— Task statement —
Return each record exactly as it appears, so that nothing is dropped or altered.
Data to use Block Start
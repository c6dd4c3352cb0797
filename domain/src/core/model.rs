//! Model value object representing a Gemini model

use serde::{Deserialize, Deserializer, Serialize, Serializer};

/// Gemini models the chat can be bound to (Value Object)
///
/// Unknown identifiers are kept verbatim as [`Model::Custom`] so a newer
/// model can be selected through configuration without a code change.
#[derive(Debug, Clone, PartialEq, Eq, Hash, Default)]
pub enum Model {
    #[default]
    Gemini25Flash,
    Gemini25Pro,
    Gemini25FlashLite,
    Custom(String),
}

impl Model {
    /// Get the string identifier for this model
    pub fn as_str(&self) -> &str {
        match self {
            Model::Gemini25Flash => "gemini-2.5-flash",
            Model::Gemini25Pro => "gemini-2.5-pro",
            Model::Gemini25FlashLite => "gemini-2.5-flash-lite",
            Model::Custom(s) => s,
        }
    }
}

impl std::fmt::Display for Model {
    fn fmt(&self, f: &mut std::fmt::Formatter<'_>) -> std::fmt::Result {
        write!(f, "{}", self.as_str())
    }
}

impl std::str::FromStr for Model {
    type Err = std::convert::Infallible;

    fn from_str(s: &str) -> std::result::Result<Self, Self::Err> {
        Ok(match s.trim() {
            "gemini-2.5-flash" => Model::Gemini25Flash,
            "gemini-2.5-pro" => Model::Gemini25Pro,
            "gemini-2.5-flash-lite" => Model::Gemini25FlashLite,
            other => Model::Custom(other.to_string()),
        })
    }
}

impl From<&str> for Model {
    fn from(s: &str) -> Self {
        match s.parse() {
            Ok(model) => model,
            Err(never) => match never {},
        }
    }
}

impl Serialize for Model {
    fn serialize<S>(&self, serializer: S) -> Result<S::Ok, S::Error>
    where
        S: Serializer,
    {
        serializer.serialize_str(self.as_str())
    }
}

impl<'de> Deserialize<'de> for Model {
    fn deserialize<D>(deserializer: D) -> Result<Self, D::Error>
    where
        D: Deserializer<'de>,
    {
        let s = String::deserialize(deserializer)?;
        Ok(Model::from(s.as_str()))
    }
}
Data to use Block End
— Completed task —
repository c6dd4c3352cb0797
filename domain/src/core/model.rs
//! Model value object representing a Gemini model

use serde::{Deserialize, Deserializer, Serialize, Serializer};

/// Gemini models the chat can be bound to (Value Object)
///
/// Unknown identifiers are kept verbatim as [`Model::Custom`] so a newer
/// model can be selected through configuration without a code change.
#[derive(Debug, Clone, PartialEq, Eq, Hash, Default)]
pub enum Model {
    #[default]
    Gemini25Flash,
    Gemini25Pro,
    Gemini25FlashLite,
    Custom(String),
}

impl Model {
    /// Get the string identifier for this model
    pub fn as_str(&self) -> &str {
        match self {
            Model::Gemini25Flash => "gemini-2.5-flash",
            Model::Gemini25Pro => "gemini-2.5-pro",
            Model::Gemini25FlashLite => "gemini-2.5-flash-lite",
            Model::Custom(s) => s,
        }
    }
}

impl std::fmt::Display for Model {
    fn fmt(&self, f: &mut std::fmt::Formatter<'_>) -> std::fmt::Result {
        write!(f, "{}", self.as_str())
    }
}

impl std::str::FromStr for Model {
    type Err = std::convert::Infallible;

    fn from_str(s: &str) -> std::result::Result<Self, Self::Err> {
        Ok(match s.trim() {
            "gemini-2.5-flash" => Model::Gemini25Flash,
            "gemini-2.5-pro" => Model::Gemini25Pro,
            "gemini-2.5-flash-lite" => Model::Gemini25FlashLite,
            other => Model::Custom(other.to_string()),
        })
    }
}

impl From<&str> for Model {
    fn from(s: &str) -> Self {
        match s.parse() {
            Ok(model) => model,
            Err(never) => match never {},
        }
    }
}

impl Serialize for Model {
    fn serialize<S>(&self, serializer: S) -> Result<S::Ok, S::Error>
    where
        S: Serializer,
    {
        serializer.serialize_str(self.as_str())
    }
}

impl<'de> Deserialize<'de> for Model {
    fn deserialize<D>(deserializer: D) -> Result<Self, D::Error>
    where
        D: Deserializer<'de>,
    {
        let s = String::deserialize(deserializer)?;
        Ok(Model::from(s.as_str()))
    }
}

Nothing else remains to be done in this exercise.